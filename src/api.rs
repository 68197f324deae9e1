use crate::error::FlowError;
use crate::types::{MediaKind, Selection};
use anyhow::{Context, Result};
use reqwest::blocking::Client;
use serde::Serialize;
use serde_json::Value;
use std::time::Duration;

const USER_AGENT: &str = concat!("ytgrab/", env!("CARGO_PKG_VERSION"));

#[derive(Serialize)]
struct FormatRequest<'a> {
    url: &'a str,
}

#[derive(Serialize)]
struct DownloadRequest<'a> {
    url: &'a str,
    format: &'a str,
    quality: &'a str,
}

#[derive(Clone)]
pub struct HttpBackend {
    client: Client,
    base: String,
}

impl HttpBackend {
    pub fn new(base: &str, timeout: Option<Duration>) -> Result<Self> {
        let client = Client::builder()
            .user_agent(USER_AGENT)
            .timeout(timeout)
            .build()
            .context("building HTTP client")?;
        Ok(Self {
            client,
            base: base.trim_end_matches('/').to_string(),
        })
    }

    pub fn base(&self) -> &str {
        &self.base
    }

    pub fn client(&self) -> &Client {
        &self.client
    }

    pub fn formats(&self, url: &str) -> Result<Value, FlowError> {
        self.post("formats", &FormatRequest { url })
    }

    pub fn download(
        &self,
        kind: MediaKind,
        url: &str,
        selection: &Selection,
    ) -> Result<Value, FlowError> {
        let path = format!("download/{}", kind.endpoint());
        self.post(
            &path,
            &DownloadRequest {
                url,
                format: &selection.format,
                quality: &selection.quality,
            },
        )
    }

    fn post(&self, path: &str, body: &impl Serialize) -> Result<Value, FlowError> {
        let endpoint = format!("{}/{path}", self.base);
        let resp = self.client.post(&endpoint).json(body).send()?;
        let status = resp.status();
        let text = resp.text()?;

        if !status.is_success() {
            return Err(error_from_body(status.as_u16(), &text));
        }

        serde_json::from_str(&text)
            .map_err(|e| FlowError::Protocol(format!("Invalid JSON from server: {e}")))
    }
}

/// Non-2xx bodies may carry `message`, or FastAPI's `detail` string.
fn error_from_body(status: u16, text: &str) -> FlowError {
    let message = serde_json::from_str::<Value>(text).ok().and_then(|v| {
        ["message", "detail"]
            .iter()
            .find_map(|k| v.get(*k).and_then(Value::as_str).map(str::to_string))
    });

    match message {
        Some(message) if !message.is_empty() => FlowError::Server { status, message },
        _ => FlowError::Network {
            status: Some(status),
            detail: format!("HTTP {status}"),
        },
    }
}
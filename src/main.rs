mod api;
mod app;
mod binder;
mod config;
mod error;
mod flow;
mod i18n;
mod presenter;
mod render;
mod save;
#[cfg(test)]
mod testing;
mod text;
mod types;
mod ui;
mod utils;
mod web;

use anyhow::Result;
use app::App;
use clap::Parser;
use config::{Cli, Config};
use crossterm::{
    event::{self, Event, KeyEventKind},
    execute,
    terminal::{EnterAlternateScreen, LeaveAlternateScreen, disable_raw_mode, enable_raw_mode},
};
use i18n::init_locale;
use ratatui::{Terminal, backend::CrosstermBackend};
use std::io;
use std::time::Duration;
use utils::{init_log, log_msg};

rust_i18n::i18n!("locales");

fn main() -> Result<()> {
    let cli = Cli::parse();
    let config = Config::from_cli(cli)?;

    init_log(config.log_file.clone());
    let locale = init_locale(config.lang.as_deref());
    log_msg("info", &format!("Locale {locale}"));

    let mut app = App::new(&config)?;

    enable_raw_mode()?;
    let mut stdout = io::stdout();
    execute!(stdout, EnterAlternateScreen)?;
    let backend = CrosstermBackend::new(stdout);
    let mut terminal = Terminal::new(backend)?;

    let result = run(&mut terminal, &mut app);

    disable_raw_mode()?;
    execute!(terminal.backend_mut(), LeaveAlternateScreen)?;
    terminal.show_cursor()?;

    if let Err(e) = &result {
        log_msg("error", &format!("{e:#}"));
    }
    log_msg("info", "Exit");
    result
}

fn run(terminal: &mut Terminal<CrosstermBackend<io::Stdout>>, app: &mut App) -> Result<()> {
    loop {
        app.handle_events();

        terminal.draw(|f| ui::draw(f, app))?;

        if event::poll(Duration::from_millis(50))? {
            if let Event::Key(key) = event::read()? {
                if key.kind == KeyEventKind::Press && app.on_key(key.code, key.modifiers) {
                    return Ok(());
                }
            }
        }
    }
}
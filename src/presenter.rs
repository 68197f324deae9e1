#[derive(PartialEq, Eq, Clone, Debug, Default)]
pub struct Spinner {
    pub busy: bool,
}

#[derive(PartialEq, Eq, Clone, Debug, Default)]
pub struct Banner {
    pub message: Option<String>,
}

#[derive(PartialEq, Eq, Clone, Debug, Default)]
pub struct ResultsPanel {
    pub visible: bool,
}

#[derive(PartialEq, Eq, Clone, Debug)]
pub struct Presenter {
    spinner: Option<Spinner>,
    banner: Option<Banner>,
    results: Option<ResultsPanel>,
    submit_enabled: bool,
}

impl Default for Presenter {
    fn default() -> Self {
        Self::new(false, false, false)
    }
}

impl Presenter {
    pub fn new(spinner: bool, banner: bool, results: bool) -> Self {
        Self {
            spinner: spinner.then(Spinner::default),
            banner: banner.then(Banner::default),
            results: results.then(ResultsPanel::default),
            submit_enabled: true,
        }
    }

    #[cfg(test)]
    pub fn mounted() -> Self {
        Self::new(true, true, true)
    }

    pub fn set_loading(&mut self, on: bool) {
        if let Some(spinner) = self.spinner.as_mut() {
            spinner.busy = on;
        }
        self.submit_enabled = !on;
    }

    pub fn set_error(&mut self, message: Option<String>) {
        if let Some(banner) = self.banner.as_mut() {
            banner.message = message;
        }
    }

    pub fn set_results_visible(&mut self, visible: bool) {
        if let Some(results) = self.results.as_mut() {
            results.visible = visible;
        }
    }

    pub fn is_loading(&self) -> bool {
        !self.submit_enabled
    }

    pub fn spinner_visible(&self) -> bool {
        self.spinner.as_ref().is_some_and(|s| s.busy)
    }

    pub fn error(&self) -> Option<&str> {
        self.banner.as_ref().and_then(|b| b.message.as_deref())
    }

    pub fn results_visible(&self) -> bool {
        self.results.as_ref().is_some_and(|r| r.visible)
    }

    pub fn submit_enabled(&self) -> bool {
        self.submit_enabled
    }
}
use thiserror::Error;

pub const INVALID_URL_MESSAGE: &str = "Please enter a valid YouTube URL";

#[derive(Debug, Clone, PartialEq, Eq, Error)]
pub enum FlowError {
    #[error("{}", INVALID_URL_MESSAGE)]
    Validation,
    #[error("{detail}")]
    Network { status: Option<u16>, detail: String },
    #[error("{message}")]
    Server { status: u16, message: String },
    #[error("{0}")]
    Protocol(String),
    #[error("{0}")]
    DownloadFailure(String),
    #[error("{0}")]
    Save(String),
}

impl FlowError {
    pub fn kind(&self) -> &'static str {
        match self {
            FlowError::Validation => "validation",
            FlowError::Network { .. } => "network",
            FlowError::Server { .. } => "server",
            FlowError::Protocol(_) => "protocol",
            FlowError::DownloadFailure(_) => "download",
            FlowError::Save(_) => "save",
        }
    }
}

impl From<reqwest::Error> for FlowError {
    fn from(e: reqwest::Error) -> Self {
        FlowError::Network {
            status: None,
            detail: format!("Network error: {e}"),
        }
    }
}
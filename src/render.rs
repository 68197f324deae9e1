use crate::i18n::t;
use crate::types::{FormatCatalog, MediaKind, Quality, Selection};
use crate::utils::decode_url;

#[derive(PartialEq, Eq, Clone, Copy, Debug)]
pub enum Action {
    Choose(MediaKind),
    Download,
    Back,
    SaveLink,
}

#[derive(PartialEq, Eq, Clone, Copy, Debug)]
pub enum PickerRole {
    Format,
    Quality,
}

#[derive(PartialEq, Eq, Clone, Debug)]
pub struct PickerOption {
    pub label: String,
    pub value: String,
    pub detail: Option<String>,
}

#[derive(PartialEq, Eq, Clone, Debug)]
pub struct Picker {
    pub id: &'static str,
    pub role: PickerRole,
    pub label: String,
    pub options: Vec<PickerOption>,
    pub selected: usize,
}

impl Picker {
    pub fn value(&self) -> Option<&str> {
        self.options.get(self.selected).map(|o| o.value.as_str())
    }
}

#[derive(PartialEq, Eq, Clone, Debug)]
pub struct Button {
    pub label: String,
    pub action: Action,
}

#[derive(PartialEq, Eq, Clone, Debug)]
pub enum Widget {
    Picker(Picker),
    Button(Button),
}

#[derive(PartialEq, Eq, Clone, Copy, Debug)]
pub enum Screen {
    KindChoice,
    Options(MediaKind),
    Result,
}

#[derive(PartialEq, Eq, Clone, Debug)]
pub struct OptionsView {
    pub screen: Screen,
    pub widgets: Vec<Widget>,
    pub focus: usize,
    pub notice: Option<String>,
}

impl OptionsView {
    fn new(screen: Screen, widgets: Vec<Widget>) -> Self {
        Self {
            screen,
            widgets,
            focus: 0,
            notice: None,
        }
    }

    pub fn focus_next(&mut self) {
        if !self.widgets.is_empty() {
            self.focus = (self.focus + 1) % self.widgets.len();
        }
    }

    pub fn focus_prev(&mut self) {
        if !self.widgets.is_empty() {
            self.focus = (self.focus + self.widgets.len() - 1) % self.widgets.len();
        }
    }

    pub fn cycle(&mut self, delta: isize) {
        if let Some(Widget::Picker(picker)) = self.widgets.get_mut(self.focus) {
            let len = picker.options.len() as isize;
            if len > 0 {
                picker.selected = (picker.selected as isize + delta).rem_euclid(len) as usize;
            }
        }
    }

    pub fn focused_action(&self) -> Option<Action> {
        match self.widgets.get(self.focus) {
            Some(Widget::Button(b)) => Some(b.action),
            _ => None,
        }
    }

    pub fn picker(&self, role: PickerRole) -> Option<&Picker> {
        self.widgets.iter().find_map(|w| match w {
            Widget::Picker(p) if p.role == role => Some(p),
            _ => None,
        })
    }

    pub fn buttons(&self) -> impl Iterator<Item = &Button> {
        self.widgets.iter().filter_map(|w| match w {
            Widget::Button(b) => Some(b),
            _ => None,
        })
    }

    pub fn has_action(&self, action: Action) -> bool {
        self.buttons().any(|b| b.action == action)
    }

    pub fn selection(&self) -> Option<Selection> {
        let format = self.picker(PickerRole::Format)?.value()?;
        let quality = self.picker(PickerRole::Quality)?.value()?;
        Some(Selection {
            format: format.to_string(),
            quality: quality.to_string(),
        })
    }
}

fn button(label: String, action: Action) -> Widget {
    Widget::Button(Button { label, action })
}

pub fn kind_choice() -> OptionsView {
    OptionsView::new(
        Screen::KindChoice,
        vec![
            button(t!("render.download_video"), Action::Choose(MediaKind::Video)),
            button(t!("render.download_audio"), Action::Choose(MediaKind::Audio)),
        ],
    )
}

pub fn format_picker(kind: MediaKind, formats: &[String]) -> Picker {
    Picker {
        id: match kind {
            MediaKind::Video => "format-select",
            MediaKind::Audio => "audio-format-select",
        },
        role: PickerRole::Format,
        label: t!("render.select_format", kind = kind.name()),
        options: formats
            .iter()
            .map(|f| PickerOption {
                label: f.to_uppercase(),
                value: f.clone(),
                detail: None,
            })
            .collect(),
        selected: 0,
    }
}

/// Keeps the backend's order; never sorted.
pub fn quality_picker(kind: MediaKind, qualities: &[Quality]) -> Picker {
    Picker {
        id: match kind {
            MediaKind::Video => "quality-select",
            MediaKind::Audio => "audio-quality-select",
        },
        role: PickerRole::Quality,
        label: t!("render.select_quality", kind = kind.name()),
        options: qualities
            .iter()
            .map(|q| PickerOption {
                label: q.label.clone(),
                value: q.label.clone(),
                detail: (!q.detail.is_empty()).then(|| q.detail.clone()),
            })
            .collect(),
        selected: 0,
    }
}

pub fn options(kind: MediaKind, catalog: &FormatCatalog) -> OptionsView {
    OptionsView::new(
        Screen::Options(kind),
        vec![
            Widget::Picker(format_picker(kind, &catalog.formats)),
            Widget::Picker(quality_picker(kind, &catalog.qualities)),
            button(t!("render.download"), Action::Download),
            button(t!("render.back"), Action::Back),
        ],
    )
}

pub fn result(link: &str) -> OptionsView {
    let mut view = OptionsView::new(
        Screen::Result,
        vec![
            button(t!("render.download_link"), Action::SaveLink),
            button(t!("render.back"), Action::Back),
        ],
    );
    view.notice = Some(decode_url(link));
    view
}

--------------------------------

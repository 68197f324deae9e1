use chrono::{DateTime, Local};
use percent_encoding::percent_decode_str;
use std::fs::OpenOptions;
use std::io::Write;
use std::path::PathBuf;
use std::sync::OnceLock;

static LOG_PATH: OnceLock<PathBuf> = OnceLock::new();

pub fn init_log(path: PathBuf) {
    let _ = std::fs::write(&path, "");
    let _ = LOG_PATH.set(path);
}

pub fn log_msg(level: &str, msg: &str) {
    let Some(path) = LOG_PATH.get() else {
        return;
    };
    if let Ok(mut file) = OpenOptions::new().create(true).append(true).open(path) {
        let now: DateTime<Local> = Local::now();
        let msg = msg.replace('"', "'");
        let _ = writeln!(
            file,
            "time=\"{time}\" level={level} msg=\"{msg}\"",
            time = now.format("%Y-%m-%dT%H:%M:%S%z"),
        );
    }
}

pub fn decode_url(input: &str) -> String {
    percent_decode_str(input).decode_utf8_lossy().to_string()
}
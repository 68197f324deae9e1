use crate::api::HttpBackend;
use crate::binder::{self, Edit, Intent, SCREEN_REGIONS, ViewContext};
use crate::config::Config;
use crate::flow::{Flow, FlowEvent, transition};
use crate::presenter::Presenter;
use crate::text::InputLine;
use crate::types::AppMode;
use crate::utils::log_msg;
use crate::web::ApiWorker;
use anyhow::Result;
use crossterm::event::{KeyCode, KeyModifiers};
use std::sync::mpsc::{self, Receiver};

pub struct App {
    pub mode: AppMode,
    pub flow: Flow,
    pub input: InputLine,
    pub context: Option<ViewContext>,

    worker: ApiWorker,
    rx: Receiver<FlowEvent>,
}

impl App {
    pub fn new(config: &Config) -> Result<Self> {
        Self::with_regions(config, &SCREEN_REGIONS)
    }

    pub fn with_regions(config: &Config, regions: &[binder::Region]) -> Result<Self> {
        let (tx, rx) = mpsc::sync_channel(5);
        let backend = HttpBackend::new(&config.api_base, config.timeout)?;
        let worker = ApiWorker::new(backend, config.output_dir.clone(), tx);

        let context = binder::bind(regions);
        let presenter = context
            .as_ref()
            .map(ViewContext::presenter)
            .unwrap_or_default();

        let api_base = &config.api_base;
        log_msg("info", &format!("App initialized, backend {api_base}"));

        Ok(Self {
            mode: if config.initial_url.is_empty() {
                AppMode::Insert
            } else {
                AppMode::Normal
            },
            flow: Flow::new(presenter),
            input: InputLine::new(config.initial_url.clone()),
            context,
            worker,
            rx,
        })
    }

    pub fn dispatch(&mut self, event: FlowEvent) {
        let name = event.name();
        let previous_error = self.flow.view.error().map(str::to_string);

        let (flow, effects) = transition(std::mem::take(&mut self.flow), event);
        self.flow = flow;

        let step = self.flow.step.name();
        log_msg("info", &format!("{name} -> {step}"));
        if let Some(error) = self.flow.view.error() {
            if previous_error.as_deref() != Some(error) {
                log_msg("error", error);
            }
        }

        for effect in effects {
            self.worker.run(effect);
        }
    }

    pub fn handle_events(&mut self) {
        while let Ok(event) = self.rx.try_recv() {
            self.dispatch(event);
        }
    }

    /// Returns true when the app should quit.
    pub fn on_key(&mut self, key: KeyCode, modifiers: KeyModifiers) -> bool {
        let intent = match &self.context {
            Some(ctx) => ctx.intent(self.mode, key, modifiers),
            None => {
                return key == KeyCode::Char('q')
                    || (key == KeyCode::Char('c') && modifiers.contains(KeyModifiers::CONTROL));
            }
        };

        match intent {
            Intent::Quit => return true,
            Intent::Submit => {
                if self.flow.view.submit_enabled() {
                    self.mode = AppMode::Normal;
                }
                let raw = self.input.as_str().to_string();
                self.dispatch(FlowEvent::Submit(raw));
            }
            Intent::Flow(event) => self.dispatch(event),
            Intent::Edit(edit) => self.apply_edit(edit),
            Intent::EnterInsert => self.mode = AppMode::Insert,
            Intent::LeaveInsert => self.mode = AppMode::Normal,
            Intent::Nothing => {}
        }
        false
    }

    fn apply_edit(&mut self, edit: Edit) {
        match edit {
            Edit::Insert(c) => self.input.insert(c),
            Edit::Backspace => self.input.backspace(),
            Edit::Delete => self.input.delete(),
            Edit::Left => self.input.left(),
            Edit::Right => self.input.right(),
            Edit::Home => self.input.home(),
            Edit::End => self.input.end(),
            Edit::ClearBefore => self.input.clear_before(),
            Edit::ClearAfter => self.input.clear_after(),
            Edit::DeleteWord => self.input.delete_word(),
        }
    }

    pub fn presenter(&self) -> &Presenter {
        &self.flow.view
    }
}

--------------------------------

# [What to work on]
Give back exactly the lines above, from the line containing "pub fn on_key(&mut" through the line containing "Intent::Quit => return", with both end lines and nothing more.

# [Exercise response]
    pub fn on_key(&mut self, key: KeyCode, modifiers: KeyModifiers) -> bool {
        let intent = match &self.context {
            Some(ctx) => ctx.intent(self.mode, key, modifiers),
            None => {
                return key == KeyCode::Char('q')
                    || (key == KeyCode::Char('c') && modifiers.contains(KeyModifiers::CONTROL));
            }
        };

        match intent {
            Intent::Quit => return true,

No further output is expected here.